Abstract
We show that a brain-inspired deep neural network (DNN) learns to shift its attention in order to accurately and efficiently detect objects in a search task. This model of the ATTention Network (ATTNet) consists of three interacting components: (1) early parallel visual processing (V1-V4) modeled by the convolutional layers of a CNN trained for object classification, (2) ventral processing consisting of max-pooling spatially-localized V4 feature maps to IT units, and (3) dorsal processing modelled by a Recurrent Neural Network that learns to bias features in the visual input reflecting target-category goals. ATTNet was trained using reinforcement learning on 4000 images (Microsoft COCO) of clocks, microwave ovens, or computer mice. As ATTNet greedily tried to maximize its reward it learned an efficient strategy for sampling information from an image, to restrict its visual inputs to regions offering the most evidence for being the target. This selective routing behavior was quantified as a "priority map" and used to predict the gaze fixations made by 30 subjects searching 240 images (also from COCO, but disjoint from the training set) for a target from one of the three trained categories. Target-absent trials (50%) consisted of COCO images having the same scene type ("kitchen") but not depicting the target category ("microwave").
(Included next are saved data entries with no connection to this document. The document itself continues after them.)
use std::io;
use std::path::PathBuf;

use thiserror::Error;

pub type PipelineResult<T> = Result<T, PipelineError>;

/// A single line that is not a valid JSON object. Recovered by the loader.
#[derive(Debug, Clone, PartialEq, Eq, Error)]
#[error("line {line_number}: JSON error - {message}")]
pub struct DecodeError {
    pub line_number: usize,
    pub message: String,
}

#[derive(Debug, Error)]
pub enum LoadError {
    #[error("Log file not found at path: {}", .0.display())]
    NotFound(PathBuf),
    #[error("failed to read {}: {source}", .path.display())]
    Io {
        path: PathBuf,
        #[source]
        source: io::Error,
    },
    #[error("No valid data found in the log file ({defects} malformed lines).")]
    EmptyDataset { defects: usize },
}

#[derive(Debug, Clone, PartialEq, Eq, Error)]
pub enum SchemaError {
    #[error("Missing required column: '{0}'")]
    MissingTimestamp(String),
    #[error("None of the target fields were found in the dataset: {}", .0.join(", "))]
    NoRecognizedFields(Vec<String>),
}

#[derive(Debug, Clone, PartialEq, Eq, Error)]
pub enum TimestampError {
    #[error("Failed to parse timestamp: no row has an integer microsecond value for '{key}'")]
    Unparseable { key: String },
}

/// Everything that halts the pipeline before any series is produced.
#[derive(Debug, Error)]
pub enum PipelineError {
    #[error(transparent)]
    Load(#[from] LoadError),
    #[error(transparent)]
    Schema(#[from] SchemaError),
    #[error(transparent)]
    Timestamp(#[from] TimestampError),
}
use std::collections::BTreeMap;

use super::model::{Dataset, FieldValue};

/// Describe-style statistics for one column.
#[derive(Debug, Clone, PartialEq)]
pub struct ColumnSummary {
    pub name: String,
    /// Rows where the column is present and not null.
    pub count: usize,
    pub stats: ColumnStats,
}

#[derive(Debug, Clone, PartialEq)]
pub enum ColumnStats {
    /// Every non-null value is a number.
    Numeric {
        mean: f64,
        /// Sample standard deviation; `None` below two values.
        std: Option<f64>,
        min: f64,
        q25: f64,
        median: f64,
        q75: f64,
        max: f64,
    },
    /// Anything else, including columns with no non-null values.
    Categorical {
        unique: usize,
        top: Option<FieldValue>,
        freq: usize,
    },
}

#[derive(Debug, Clone, PartialEq)]
pub struct DatasetSummary {
    pub rows: usize,
    pub defects: usize,
    pub columns: Vec<ColumnSummary>,
}

/// Summarize every column of `dataset`, in column order.
pub fn summarize(dataset: &Dataset, defects: usize) -> DatasetSummary {
    let columns = dataset
        .column_names()
        .iter()
        .map(|name| summarize_column(dataset, name))
        .collect();

    DatasetSummary {
        rows: dataset.len(),
        defects,
        columns,
    }
}

fn summarize_column(dataset: &Dataset, name: &str) -> ColumnSummary {
    let values: Vec<&FieldValue> = dataset
        .records()
        .iter()
        .filter_map(|rec| rec.get(name))
        .filter(|v| !v.is_null())
        .collect();

    let numbers: Option<Vec<f64>> = values
        .iter()
        .map(|v| match v {
            FieldValue::Integer(i) => Some(*i as f64),
            FieldValue::Float(f) => Some(*f),
            _ => None,
        })
        .collect();

    let stats = match numbers {
        Some(nums) if !nums.is_empty() => numeric_stats(nums),
        _ => categorical_stats(&values),
    };

    ColumnSummary {
        name: name.to_string(),
        count: values.len(),
        stats,
    }
}

fn numeric_stats(mut nums: Vec<f64>) -> ColumnStats {
    nums.sort_by(f64::total_cmp);
    let n = nums.len() as f64;
    let mean = nums.iter().sum::<f64>() / n;
    let std = (nums.len() > 1).then(|| {
        let var = nums.iter().map(|x| (x - mean).powi(2)).sum::<f64>() / (n - 1.0);
        var.sqrt()
    });

    ColumnStats::Numeric {
        mean,
        std,
        min: nums[0],
        q25: quantile(&nums, 0.25),
        median: quantile(&nums, 0.5),
        q75: quantile(&nums, 0.75),
        max: nums[nums.len() - 1],
    }
}

/// Linear-interpolation quantile over sorted, non-empty input.
fn quantile(sorted: &[f64], q: f64) -> f64 {
    let pos = q * (sorted.len() - 1) as f64;
    let lo = pos.floor() as usize;
    let hi = pos.ceil() as usize;
    let frac = pos - lo as f64;
    sorted[lo] + (sorted[hi] - sorted[lo]) * frac
}

fn categorical_stats(values: &[&FieldValue]) -> ColumnStats {
    // value -> (count, first index seen)
    let mut counts: BTreeMap<&FieldValue, (usize, usize)> = BTreeMap::new();
    for (idx, v) in values.iter().enumerate() {
        counts.entry(*v).or_insert((0, idx)).0 += 1;
    }

    let top = counts
        .iter()
        .max_by(|a, b| a.1 .0.cmp(&b.1 .0).then(b.1 .1.cmp(&a.1 .1)))
        .map(|(v, (n, _))| ((*v).clone(), *n));

    ColumnStats::Categorical {
        unique: counts.len(),
        freq: top.as_ref().map_or(0, |(_, n)| *n),
        top: top.map(|(v, _)| v),
    }
}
As predicted, both subjects and ATTNet showed evidence for attention being preferentially directed to target goals, behaviorally measured as oculomotor guidance to the targets. Several other well-established findings in the search literature were observed, such as more attention shifts in target-absent trials compared to target-present. By learning to shift its attention to target-like image patterns, ATTNet becomes the first behaviorally-validated DNN model of goal-directed attention. More fundamentally, ATTNet learned to spatially route its visual inputs so as to maximize target detection success and reward, and in so doing learned to shift its "attention".
Meeting abstract presented at VSS 2018